___ EXTRACTED ENTRIES ___

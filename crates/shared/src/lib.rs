//! Xainik shared infrastructure
//!
//! Database pool construction and embedded migrations used by both the API
//! server and the background worker.

use std::time::Duration;

use sqlx::postgres::{PgPool, PgPoolOptions};

/// Errors raised while preparing the database
#[derive(Debug, thiserror::Error)]
pub enum SharedError {
    #[error("Database connection failed: {0}")]
    Connect(#[from] sqlx::Error),
    #[error("Migration failed: {0}")]
    Migrate(#[from] sqlx::migrate::MigrateError),
}

pub type SharedResult<T> = Result<T, SharedError>;

/// Create the request-serving connection pool
pub async fn create_pool(database_url: &str, max_connections: u32) -> SharedResult<PgPool> {
    let pool = PgPoolOptions::new()
        .max_connections(max_connections)
        .acquire_timeout(Duration::from_secs(5))
        .connect(database_url)
        .await?;

    tracing::info!(max_connections, "Database pool created");
    Ok(pool)
}

/// Apply the embedded migrations in `migrations/`
pub async fn run_migrations(pool: &PgPool) -> SharedResult<()> {
    sqlx::migrate!("../../migrations").run(pool).await?;
    tracing::info!("Database migrations applied");
    Ok(())
}

/// Cheap connectivity probe used by health checks
pub async fn ping(pool: &PgPool) -> bool {
    sqlx::query("SELECT 1").execute(pool).await.is_ok()
}
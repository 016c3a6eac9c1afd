//! Razorpay webhook signature verification
//!
//! Razorpay signs the exact request body with HMAC-SHA256 using the webhook
//! secret configured in the dashboard, and sends the lowercase hex digest in
//! `x-razorpay-signature`. Verification must run over the raw bytes before any
//! JSON parsing; a re-serialized body does not hash to the same digest.

use hmac::{Hmac, Mac};
use sha2::Sha256;
use subtle::ConstantTimeEq;

use crate::error::{BillingError, BillingResult};

type HmacSha256 = Hmac<Sha256>;

/// Header carrying the hex HMAC-SHA256 of the raw body
pub const SIGNATURE_HEADER: &str = "x-razorpay-signature";

#[derive(Clone)]
pub struct SignatureVerifier {
    secret: String,
}

impl std::fmt::Debug for SignatureVerifier {
    fn fmt(&self, f: &mut std::fmt::Formatter<'_>) -> std::fmt::Result {
        f.debug_struct("SignatureVerifier")
            .field("secret", &"<redacted>")
            .finish()
    }
}

impl SignatureVerifier {
    pub fn new(secret: impl Into<String>) -> BillingResult<Self> {
        let secret = secret.into();
        if secret.is_empty() {
            return Err(BillingError::Configuration(
                "webhook secret must not be empty".into(),
            ));
        }
        Ok(Self { secret })
    }

    /// Hex digest Razorpay would send for `body`
    pub fn sign(&self, body: &[u8]) -> BillingResult<String> {
        let mut mac = HmacSha256::new_from_slice(self.secret.as_bytes())
            .map_err(|_| BillingError::Configuration("invalid webhook secret".into()))?;
        mac.update(body);
        Ok(hex::encode(mac.finalize().into_bytes()))
    }

    /// Verify `signature` (the header value, if any) against `body`
    pub fn verify(&self, body: &[u8], signature: Option<&str>) -> BillingResult<()> {
        let provided = signature
            .map(str::trim)
            .filter(|s| !s.is_empty())
            .ok_or(BillingError::SignatureMissing)?;

        let computed = self.sign(body)?;
        let provided = provided.to_ascii_lowercase();

        // Length mismatch short-circuits inside ct_eq, which only leaks length.
        if computed.as_bytes().ct_eq(provided.as_bytes()).into() {
            Ok(())
        } else {
            tracing::warn!(
                body_len = body.len(),
                signature_len = provided.len(),
                "Razorpay webhook signature mismatch"
            );
            Err(BillingError::SignatureInvalid)
        }
    }
}
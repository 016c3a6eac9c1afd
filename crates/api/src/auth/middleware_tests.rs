//! Unit tests for authentication middleware
//!
//! Tests cover:
//! - Missing, malformed and wrong bearer tokens
//! - Disabled admin API (no token configured)

#[cfg(test)]
mod tests {
    use super::super::middleware::*;
    use axum::{
        body::Body,
        http::{header::AUTHORIZATION, Request, StatusCode},
        middleware::from_fn_with_state,
        routing::get,
        Router,
    };
    use tower::ServiceExt;

    const TOKEN: &str = "admin-token-for-tests";

    fn app(token: Option<&str>) -> Router {
        let auth = AdminAuth::new(token.map(str::to_string));
        Router::new()
            .route("/admin", get(|| async { "ok" }))
            .layer(from_fn_with_state(auth, require_admin_token))
    }

    async fn status_for(token: Option<&str>, header: Option<&str>) -> StatusCode {
        let mut request = Request::builder().uri("/admin");
        if let Some(value) = header {
            request = request.header(AUTHORIZATION, value);
        }
        app(token)
            .oneshot(request.body(Body::empty()).unwrap())
            .await
            .unwrap()
            .status()
    }

    #[tokio::test]
    async fn test_valid_token_passes() {
        let status = status_for(Some(TOKEN), Some(&format!("Bearer {}", TOKEN))).await;
        assert_eq!(status, StatusCode::OK);
    }

    #[tokio::test]
    async fn test_missing_header_is_unauthorized() {
        assert_eq!(status_for(Some(TOKEN), None).await, StatusCode::UNAUTHORIZED);
    }

    #[tokio::test]
    async fn test_wrong_token_is_unauthorized() {
        let status = status_for(Some(TOKEN), Some("Bearer admin-token-for-test")).await;
        assert_eq!(status, StatusCode::UNAUTHORIZED);
    }

    #[tokio::test]
    async fn test_non_bearer_scheme_is_unauthorized() {
        let status = status_for(Some(TOKEN), Some(&format!("Basic {}", TOKEN))).await;
        assert_eq!(status, StatusCode::UNAUTHORIZED);
    }

    #[tokio::test]
    async fn test_unconfigured_admin_api_is_hidden() {
        assert_eq!(
            status_for(None, Some("Bearer anything")).await,
            StatusCode::NOT_FOUND
        );
        assert_eq!(status_for(None, None).await, StatusCode::NOT_FOUND);
    }
}
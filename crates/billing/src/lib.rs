// Billing crate clippy configuration
// These are intentional patterns in this crate:
#![allow(clippy::result_large_err)] // BillingError::AmountMismatch carries both amounts and currencies
// Test code patterns (expected in test files):
#![cfg_attr(test, allow(clippy::unwrap_used))]
#![cfg_attr(test, allow(clippy::expect_used))]

//! Xainik Billing Module
//!
//! Turns Razorpay `payment.captured` webhooks into billing records.
//!
//! ## Features
//!
//! - **Signature Verification**: HMAC-SHA256 over the raw body, constant-time compare
//! - **Idempotency**: one `payment_events` row per provider event id
//! - **Documents**: service invoices and donation receipts, at most one per event
//! - **Amount Cross-check**: captured amount compared with the locally recorded order
//! - **Activity Feed**: best-effort entries for dashboards
//! - **Error Reporting**: tagged captures to tracing and an optional alert webhook
//! - **Reconciliation**: re-drives events whose documents are still pending
//! - **Invariants**: read-only consistency checks over events and documents

pub mod activity;
pub mod documents;
pub mod error;
pub mod idempotency;
pub mod invariants;
pub mod memory;
pub mod orders;
pub mod payload;
pub mod pipeline;
pub mod reporting;
pub mod signature;
pub mod webhooks;


// Activity
pub use activity::{ActivityEntry, ActivityEntryBuilder, ActivityKind, ActivityLogger, ActivitySink};

// Documents
pub use documents::{
    DocumentGenerator, DocumentStore, DonationReceipt, GeneratedDocument, Money, ServiceInvoice,
};

// Error
pub use error::{BillingError, BillingResult};

// Idempotency
pub use idempotency::{DocumentStatus, PaymentEvent, PaymentEventStore, RecordOutcome};

// Invariants
pub use invariants::{
    InvariantCheckSummary, InvariantChecker, InvariantViolation, ViolationSeverity,
};

// Orders
pub use orders::{NewOrder, OrderLedger, OrderRecord};

// Payload
pub use payload::{PaymentPurpose, PurposeKind, EVENT_ID_HEADER};

// Pipeline
pub use pipeline::{DocumentPipeline, PipelineConfig, PipelineDeps, ReconcileResult};

// Reporting
pub use reporting::{AlertWebhookReporter, ErrorReporter, ReportContext, TracingReporter};

// Signature
pub use signature::{SignatureVerifier, SIGNATURE_HEADER};

// Webhooks
pub use webhooks::{WebhookDelivery, WebhookHandler, WebhookOutcome};

use std::sync::Arc;

use sqlx::PgPool;

/// Main billing service that combines all billing functionality
pub struct BillingService {
    pub pipeline: Arc<DocumentPipeline>,
    pub invariants: Arc<InvariantChecker>,
}

impl BillingService {
    /// Postgres-backed service
    pub fn new(pool: PgPool, reporter: Arc<dyn ErrorReporter>, config: PipelineConfig) -> Self {
        Self {
            pipeline: Arc::new(DocumentPipeline::postgres(pool.clone(), reporter, config)),
            invariants: Arc::new(InvariantChecker::new(pool)),
        }
    }

    /// Webhook front end sharing this service's pipeline
    pub fn webhook_handler(&self, verifier: SignatureVerifier) -> WebhookHandler {
        WebhookHandler::new(verifier, Arc::clone(&self.pipeline))
    }
}
//! Liveness and database reachability

use axum::{extract::State, http::StatusCode, Json};
use serde::Serialize;

use crate::state::AppState;

#[derive(Debug, Serialize)]
pub struct HealthResponse {
    pub status: &'static str,
    pub version: &'static str,
    pub database: &'static str,
}

/// `GET /health`. 503 when the database cannot be reached.
pub async fn health(State(state): State<AppState>) -> (StatusCode, Json<HealthResponse>) {
    let database = match &state.pool {
        Some(pool) if xainik_shared::ping(pool).await => "connected",
        Some(_) => "unreachable",
        None => "not_configured",
    };

    let (status_code, status) = if database == "unreachable" {
        tracing::warn!("Health check: database unreachable");
        (StatusCode::SERVICE_UNAVAILABLE, "degraded")
    } else {
        (StatusCode::OK, "ok")
    };

    (
        status_code,
        Json(HealthResponse {
            status,
            version: env!("CARGO_PKG_VERSION"),
            database,
        }),
    )
}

___

WORK ORDER: Within the listing above, count each line that holds the word "BillingService"; the answer is that number alone.

EXERCISE ANSWER: 2